In the records below, find the line that contains "-> Result<SpecialPredicates, GraphError>" and the line that contains "pub struct Application", then retype exactly those two lines and every line between them.

[Data records]
_ _ _
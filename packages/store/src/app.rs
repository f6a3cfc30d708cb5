//! An application built on the claim graph.
//!
//! The application is itself an identity, and it gives a handful of other
//! identities special meaning (see [`SpecialPredicate`]). [`Application`]
//! resolves those once at startup and then offers membership and profile
//! operations in terms of the typed registry rather than display names.

use claimgraph::{
    AppConventions, Claim, GetOrCreate, Identity, IdentityFilter, Profile, ProfileField,
    SpecialPredicate, SpecialPredicates,
};

use crate::client::GraphClient;
use crate::error::GraphError;
use crate::profile;

/// Get-or-create the application identity and every special predicate.
pub async fn resolve_special_predicates(
    client: &GraphClient,
    conventions: &AppConventions,
) -> Result<SpecialPredicates, GraphError> {
    let app = client
        .get_or_create_identity(
            &conventions.app_name,
            &format!("The {:?} application", conventions.app_name),
        )
        .await?
        .into_inner();

    let mut ids = Vec::with_capacity(SpecialPredicate::ALL.len());
    for predicate in SpecialPredicate::ALL {
        let identity = client
            .get_or_create_identity(
                conventions.name_of(predicate),
                &conventions.description_of(predicate),
            )
            .await?
            .into_inner();
        tracing::debug!(%predicate, id = %identity.identity_id, "resolved special predicate");
        ids.push((predicate, identity.identity_id));
    }

    SpecialPredicates::from_ids(app.identity_id, ids).ok_or_else(|| {
        GraphError::ConsistencyViolation("special predicate registry is incomplete".into())
    })
}

/// A caller's view of one application.
#[derive(Clone)]
pub struct Application {
    client: GraphClient,
    conventions: AppConventions,
    registry: SpecialPredicates,
}

impl Application {
    /// Resolve the registry for `conventions` and bind it to `client`.
    pub async fn bootstrap(
        client: GraphClient,
        conventions: AppConventions,
    ) -> Result<Self, GraphError> {
        let registry = resolve_special_predicates(&client, &conventions).await?;
        tracing::info!(app = %conventions.app_name, id = %registry.app_id(), "application ready");
        Ok(Self {
            client,
            conventions,
            registry,
        })
    }

    /// The same application, acting as another caller.
    pub fn for_caller(&self, client: GraphClient) -> Self {
        Self {
            client,
            conventions: self.conventions.clone(),
            registry: self.registry.clone(),
        }
    }

    pub fn client(&self) -> &GraphClient {
        &self.client
    }

    pub fn conventions(&self) -> &AppConventions {
        &self.conventions
    }

    pub fn registry(&self) -> &SpecialPredicates {
        &self.registry
    }

    // --- Membership ----------------------------------------------------------

    /// Make `user_id` a member: `user --Member--> app`, attested by the
    /// caller when the claim is new.
    pub async fn join(&self, user_id: &str) -> Result<GetOrCreate<Claim>, GraphError> {
        let claim = self
            .client
            .get_or_create_claim(
                user_id,
                self.registry.id(SpecialPredicate::Member),
                self.registry.app_id(),
                true,
            )
            .await?;
        if let GetOrCreate::Created(created) = &claim {
            self.client.attest_claim(&created.claim_id, true).await?;
        }
        Ok(claim)
    }

    /// Filter selecting the application's members.
    pub fn members_filter(&self) -> IdentityFilter {
        IdentityFilter::subject_of(
            IdentityFilter::id(self.registry.id(SpecialPredicate::Member)),
            IdentityFilter::id(self.registry.app_id()),
        )
    }

    /// Every identity with a membership claim.
    pub async fn members(&self) -> Result<Vec<Identity>, GraphError> {
        self.client.query_identities(&self.members_filter()).await
    }

    // --- Profiles ------------------------------------------------------------

    pub async fn write_profile(
        &self,
        user_id: &str,
        pointer_name: &str,
        pointer_description: &str,
        fields: &[ProfileField],
    ) -> Result<Identity, GraphError> {
        profile::write_profile(
            &self.client,
            user_id,
            self.registry.id(SpecialPredicate::ProfilePointer),
            pointer_name,
            pointer_description,
            fields,
        )
        .await
    }

    pub async fn profile(&self, user_id: &str) -> Result<Profile, GraphError> {
        profile::reconstruct_profile(
            &self.client,
            user_id,
            self.registry.id(SpecialPredicate::ProfilePointer),
        )
        .await
    }
}

// ---------------------------------------------------------------------------
// Tests
// ---------------------------------------------------------------------------

#[cfg(test)]
mod tests {
    use super::*;
    use crate::storage::memory::MemoryStorage;
    use std::sync::Arc;

    async fn app() -> Application {
        let client = GraphClient::new(Arc::new(MemoryStorage::new()), "alice");
        Application::bootstrap(client, AppConventions::default()).await.unwrap()
    }

    #[tokio::test]
    async fn bootstrap_is_idempotent() {
        let first = app().await;
        let again = Application::bootstrap(first.client().clone(), AppConventions::default())
            .await
            .unwrap();
        assert_eq!(first.registry(), again.registry());
        let app = first.client().identity_by_name("Internet Amigos").await.unwrap();
        assert_eq!(app.identity_id, first.registry().app_id());
        assert_eq!(
            first.registry().lookup(first.registry().id(SpecialPredicate::Member)),
            Some(SpecialPredicate::Member)
        );
    }

    #[tokio::test]
    async fn join_attests_once_and_lists_members() {
        let app = app().await;
        let alice = app.client().create_identity("Alice", "").await.unwrap();
        let _outsider = app.client().create_identity("Outsider", "").await.unwrap();

        let joined = app.join(&alice.identity_id).await.unwrap();
        assert!(joined.was_created());
        let rejoined = app.join(&alice.identity_id).await.unwrap();
        assert!(!rejoined.was_created());

        let tally = app.client().tally(&joined.get().claim_id).await.unwrap();
        assert_eq!(tally.affirming, 1);
        assert_eq!(app.members().await.unwrap(), vec![alice]);
    }

    #[tokio::test]
    async fn callers_share_value_identities() {
        let app = app().await;
        let bob = app.for_caller(app.client().as_caller("bob"));
        let u1 = app.client().create_identity("My User", "").await.unwrap();
        let u2 = bob.client().create_identity("My Other User", "").await.unwrap();

        let ice_cream = [ProfileField::new("Favorite Ice Cream", "Superman")];
        app.write_profile(&u1.identity_id, "PROFILE1: My User", "", &ice_cream)
            .await
            .unwrap();
        let superhero = [ProfileField::new("Worst Superhero", "Superman")];
        bob.write_profile(&u2.identity_id, "PROFILE2: My Other User", "", &superhero)
            .await
            .unwrap();

        assert_eq!(
            app.client()
                .query_identities(&IdentityFilter::display_name("Superman"))
                .await
                .unwrap()
                .len(),
            1
        );
        let theirs = app.profile(&u2.identity_id).await.unwrap();
        assert_eq!(theirs.get("Worst Superhero"), Some("Superman"));
        let mine = bob.profile(&u1.identity_id).await.unwrap();
        assert_eq!(mine.get("Favorite Ice Cream"), Some("Superman"));
    }
}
_ _ _
Solved problem:
) -> Result<SpecialPredicates, GraphError> {
    let app = client
        .get_or_create_identity(
            &conventions.app_name,
            &format!("The {:?} application", conventions.app_name),
        )
        .await?
        .into_inner();

    let mut ids = Vec::with_capacity(SpecialPredicate::ALL.len());
    for predicate in SpecialPredicate::ALL {
        let identity = client
            .get_or_create_identity(
                conventions.name_of(predicate),
                &conventions.description_of(predicate),
            )
            .await?
            .into_inner();
        tracing::debug!(%predicate, id = %identity.identity_id, "resolved special predicate");
        ids.push((predicate, identity.identity_id));
    }

    SpecialPredicates::from_ids(app.identity_id, ids).ok_or_else(|| {
        GraphError::ConsistencyViolation("special predicate registry is incomplete".into())
    })
}

/// A caller's view of one application.
#[derive(Clone)]
pub struct Application {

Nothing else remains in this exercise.